This article is part of Football FanCast’s Opinion series, which provides analysis, insight and opinion on any issue within the beautiful game, from Paul Pogba’s haircuts to League Two relegation battles…
Mauricio Pochettino has nowhere to hide this weekend when Tottenham Hotspur take on Everton.
Spurs have been in woeful form throughout the start of the 2019/20 campaign, winning just three Premier League games. In the Champions League, too, they threw away a 2-0 lead to draw 2-2 with Olympiacos and were also thumped 7-2 by Bayern Munich, prior to their face-saving 5-0 win over Red Star Belgrade.

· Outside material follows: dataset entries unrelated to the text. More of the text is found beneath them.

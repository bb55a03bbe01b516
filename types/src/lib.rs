//! Core domain types for mockfetch.
//!
//! This crate contains pure domain types with no IO, no async, and minimal dependencies.
//! The async source lives in `mockfetch-source`; everything here can be used from
//! either side of a fetch without pulling in a runtime.

// Pedantic lint configuration - these are intentional design choices
#![allow(clippy::missing_errors_doc)] // Result-returning functions are self-explanatory

mod config;
mod error;
mod ids;
mod record;
mod status;

pub use config::FetchConfig;
pub use error::{ConfigError, FetchError};
pub use ids::RequestId;
pub use record::{DuplicateRecordId, FetchResult, Record};
pub use status::FetchStatus;

/// What a caller eventually observes from a fetch.
pub type FetchOutcome = Result<FetchResult, FetchError>;
//! Caller-driven retry with exponential backoff.
//!
//! A source never retries on its own. This module is the explicit opt-in: it
//! issues a fresh [`AsyncFetchSource::fetch`] per attempt.
//!
//! # Retry Policy
//!
//! - Max retries: 2 (3 total attempts)
//! - Initial delay: 500ms
//! - Max delay: 8 seconds
//! - Jitter: down-jitter up to 25% (multiplier in [0.75, 1.0])
//!
//! # Retryable Conditions
//!
//! - `SimulatedFailure` only. `Cancelled` and `Timeout` end the loop.
//!
//! # Seeds
//!
//! A seeded config would fail identically on every attempt, so attempt `n`
//! runs with `seed + n` (wrapping). The whole run stays reproducible.

use std::time::Duration;

use tokio::time::sleep;

use mockfetch_types::{ConfigError, FetchConfig, FetchError, FetchResult};

use crate::AsyncFetchSource;

/// Retry configuration.
#[derive(Debug, Clone)]
pub struct RetryConfig {
    /// Maximum number of retries (not counting the initial fetch).
    pub max_retries: u32,
    /// Initial backoff delay before first retry.
    pub initial_delay: Duration,
    /// Maximum backoff delay.
    pub max_delay: Duration,
    /// Jitter factor for down-jitter (0.25 = up to 25% reduction).
    pub jitter_factor: f64,
    /// Per-attempt deadline. An attempt that misses it ends with `Timeout`.
    pub attempt_timeout: Option<Duration>,
}

impl Default for RetryConfig {
    fn default() -> Self {
        Self {
            max_retries: 2,
            initial_delay: Duration::from_millis(500),
            max_delay: Duration::from_secs(8),
            jitter_factor: 0.25,
            attempt_timeout: None,
        }
    }
}

/// Calculate retry delay with exponential backoff and jitter.
///
/// - `backoff_step`: 0 before first retry, 1 before second, etc.
/// - `jitter_factor` is clamped to [0, 1]; NaN counts as no jitter.
#[must_use]
pub fn calculate_retry_delay(backoff_step: u32, config: &RetryConfig) -> Duration {
    // Exponential backoff: initial_delay * 2^backoff_step
    let base = config.initial_delay.as_secs_f64() * 2.0_f64.powi(backoff_step as i32);
    let capped = base.min(config.max_delay.as_secs_f64());

    // Down-jitter: multiply by random factor in [1 - jitter_factor, 1.0]
    let jitter = 1.0 - rand::random::<f64>() * effective_jitter(config.jitter_factor);
    Duration::try_from_secs_f64(capped * jitter).unwrap_or(config.max_delay)
}

/// `jitter_factor` as actually applied: within [0, 1], NaN treated as 0.
#[must_use]
pub fn effective_jitter(jitter_factor: f64) -> f64 {
    if jitter_factor.is_nan() {
        0.0
    } else {
        jitter_factor.clamp(0.0, 1.0)
    }
}

/// The config used for attempt `attempt` (0-based) of a retried fetch.
#[must_use]
pub fn attempt_config(base: &FetchConfig, attempt: u32) -> FetchConfig {
    FetchConfig {
        seed: base.seed.map(|seed| seed.wrapping_add(u64::from(attempt))),
        ..*base
    }
}

/// Outcome of a retried fetch.
///
/// Like a single fetch outcome, but records how many attempts were made and
/// why the loop stopped.
#[derive(Debug, Clone, PartialEq)]
pub enum RetryOutcome {
    /// An attempt resolved.
    Success { result: FetchResult, attempts: u32 },
    /// Every attempt failed with a retryable error.
    Exhausted { attempts: u32, source: FetchError },
    /// An attempt failed with an error a new fetch would not fix.
    NonRetryable { attempts: u32, source: FetchError },
}

impl RetryOutcome {
    /// Collapse into the plain fetch outcome.
    pub fn into_result(self) -> Result<FetchResult, FetchError> {
        match self {
            Self::Success { result, .. } => Ok(result),
            Self::Exhausted { source, .. } | Self::NonRetryable { source, .. } => Err(source),
        }
    }

    #[must_use]
    pub const fn attempts(&self) -> u32 {
        match self {
            Self::Success { attempts, .. }
            | Self::Exhausted { attempts, .. }
            | Self::NonRetryable { attempts, .. } => *attempts,
        }
    }

    /// Returns true if an attempt resolved.
    #[must_use]
    pub const fn is_success(&self) -> bool {
        matches!(self, Self::Success { .. })
    }
}

/// Fetch with automatic retries on simulated failure.
///
/// An invalid `config` fails before the first attempt.
pub async fn fetch_with_retry(
    source: &AsyncFetchSource,
    config: &FetchConfig,
    retry: &RetryConfig,
) -> Result<RetryOutcome, ConfigError> {
    config.validate()?;

    let mut attempt = 0;
    loop {
        let mut handle = source.fetch(&attempt_config(config, attempt))?;
        let outcome = match retry.attempt_timeout {
            Some(limit) => handle.outcome_within(limit).await,
            None => handle.outcome().await,
        };
        let attempts = attempt + 1;

        let error = match outcome {
            Ok(result) => return Ok(RetryOutcome::Success { result, attempts }),
            Err(error) => error,
        };

        if !error.is_retryable() {
            return Ok(RetryOutcome::NonRetryable {
                attempts,
                source: error,
            });
        }
        if attempt >= retry.max_retries {
            return Ok(RetryOutcome::Exhausted {
                attempts,
                source: error,
            });
        }

        let delay = calculate_retry_delay(attempt, retry);
        tracing::debug!(
            request_id = %handle.id(),
            error = %error,
            retry_count = attempts,
            delay_ms = delay.as_millis(),
            "Retrying fetch after failure"
        );
        sleep(delay).await;
        attempt += 1;
    }
}
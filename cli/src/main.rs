//! mockfetch CLI - drives an [`AsyncFetchSource`] end to end.
//!
//! # Flow
//!
//! ```text
//! main() -> DemoConfig::load() -> AsyncFetchSource::default()
//!              |
//!              v
//!   plain fetch -> cancelled fetch -> retried fetch
//! ```
//!
//! Records go to stdout as JSON. Failures and progress go to the log on
//! stderr (`RUST_LOG`, default `info`).

mod config;

use std::io::{Write, stderr, stdout};

use anyhow::{Context, Result};
use serde::Serialize;
use tracing_subscriber::{EnvFilter, fmt, prelude::*};

use mockfetch_source::retry::{RetryConfig, RetryOutcome, fetch_with_retry};
use mockfetch_source::{AsyncFetchSource, FetchConfig, FetchResult};

use crate::config::DemoConfig;

fn init_tracing() {
    let env_filter = EnvFilter::try_from_default_env()
        .or_else(|_| EnvFilter::try_new("info"))
        .unwrap_or_else(|_| EnvFilter::try_new("warn").expect("warn filter is valid"));

    // Stdout carries the JSON output, so logs stay on stderr.
    tracing_subscriber::registry()
        .with(fmt::layer().with_writer(stderr))
        .with(env_filter)
        .init();
}

fn print_json<T: Serialize>(value: &T) -> Result<()> {
    let rendered = serde_json::to_string_pretty(value).context("failed to render JSON")?;
    let mut out = stdout().lock();
    writeln!(out, "{rendered}").context("failed to write to stdout")?;
    Ok(())
}

/// Await one fetch and log its failure instead of returning it.
///
/// The explicit "fire and log" wrapper: the source itself always surfaces
/// failures through the outcome.
async fn fetch_and_log(
    source: &AsyncFetchSource,
    config: &FetchConfig,
) -> Result<Option<FetchResult>> {
    let mut handle = source.fetch(config).context("invalid [fetch] config")?;
    match handle.outcome().await {
        Ok(result) => Ok(Some(result)),
        Err(err) => {
            tracing::error!(request_id = %handle.id(), status = %handle.status(), "{err}");
            Ok(None)
        }
    }
}

async fn run_cancelled(source: &AsyncFetchSource, config: &FetchConfig) -> Result<()> {
    let mut handle = source.fetch(config).context("invalid [fetch] config")?;
    handle.cancel();
    match handle.outcome().await {
        Ok(result) => tracing::warn!(records = result.len(), "Cancelled fetch still resolved"),
        Err(err) => tracing::info!(request_id = %handle.id(), status = %handle.status(), "{err}"),
    }
    Ok(())
}

async fn run_retried(
    source: &AsyncFetchSource,
    config: &FetchConfig,
    retry: &RetryConfig,
) -> Result<()> {
    let outcome = fetch_with_retry(source, config, retry)
        .await
        .context("invalid [fetch] config")?;
    let attempts = outcome.attempts();
    match outcome {
        RetryOutcome::Success { result, .. } => {
            tracing::info!(attempts, "Retried fetch resolved");
            print_json(&result)?;
        }
        RetryOutcome::Exhausted { source, .. } => {
            tracing::error!(attempts, "Retries exhausted: {source}");
        }
        RetryOutcome::NonRetryable { source, .. } => {
            tracing::error!(attempts, "Fetch failed without retry: {source}");
        }
    }
    Ok(())
}

#[tokio::main]
async fn main() -> Result<()> {
    init_tracing();

    let config = match DemoConfig::load() {
        Ok(Some(config)) => {
            tracing::info!(path = %DemoConfig::path().display(), "Loaded config");
            config
        }
        Ok(None) => DemoConfig::default(),
        Err(err) => {
            tracing::warn!(path = %err.path().display(), "Using defaults: {err}");
            DemoConfig::default()
        }
    };

    let source = AsyncFetchSource::default();

    if let Some(result) = fetch_and_log(&source, &config.fetch).await? {
        print_json(&result)?;
    }

    run_cancelled(&source, &config.fetch).await?;

    run_retried(&source, &config.fetch, &config.retry_config()).await?;

    Ok(())
}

On Sunday, they were beaten on Merseyside, losing 2-1 to Liverpool at Anfield, despite taking a 1-0 lead through Harry Kane’s first-minute header. A Jordan Henderson strike and Mohamed Salah’s penalty gave Jurgen Klopp’s men all three points.
The Toffees, though, simply have to be beaten or the pressure will reach a boiling point for the Argentine.
To look through the results between the two clubs is to see that Everton have gone 13 games without a victory over the north London giants.
In those games, Spurs have scored 26 goals, including six at Goodison Park last season, while their opponents have netted just 11.
Indeed, since 1990, Everton have won 10 games against this weekend’s opponents. That’s 10 out of a possible 60 victories.
Of course, football is changeable and Spurs have dropped points before, drawing 2-2 with Marco Silva’s men on the final day of last season, while also drawing on three consecutive occasions between 2015 and 2016.
But the fact of the matter remains: Spurs enjoyed perhaps their best display of the 2018/19 season against this weekend’s opponents, running out 6-2 winners, and looking for all the world like a team on the up and up.
Now, the circumstances have changed.
Spurs sit 11th, eight points behind Leicester City and Chelsea in third and fourth respectively.
If Everton win this weekend, perhaps amazingly, they will overtake their north London rivals, moving onto 13 points, while Pochettino’s side could slip even closer to the relegation zone.
Pochettino, thus, has no excuse. Spurs, historically, can rack up the goals and the wins against the Toffees.
If they fall to their first defeat since 2012, serious questions will surely have to be asked.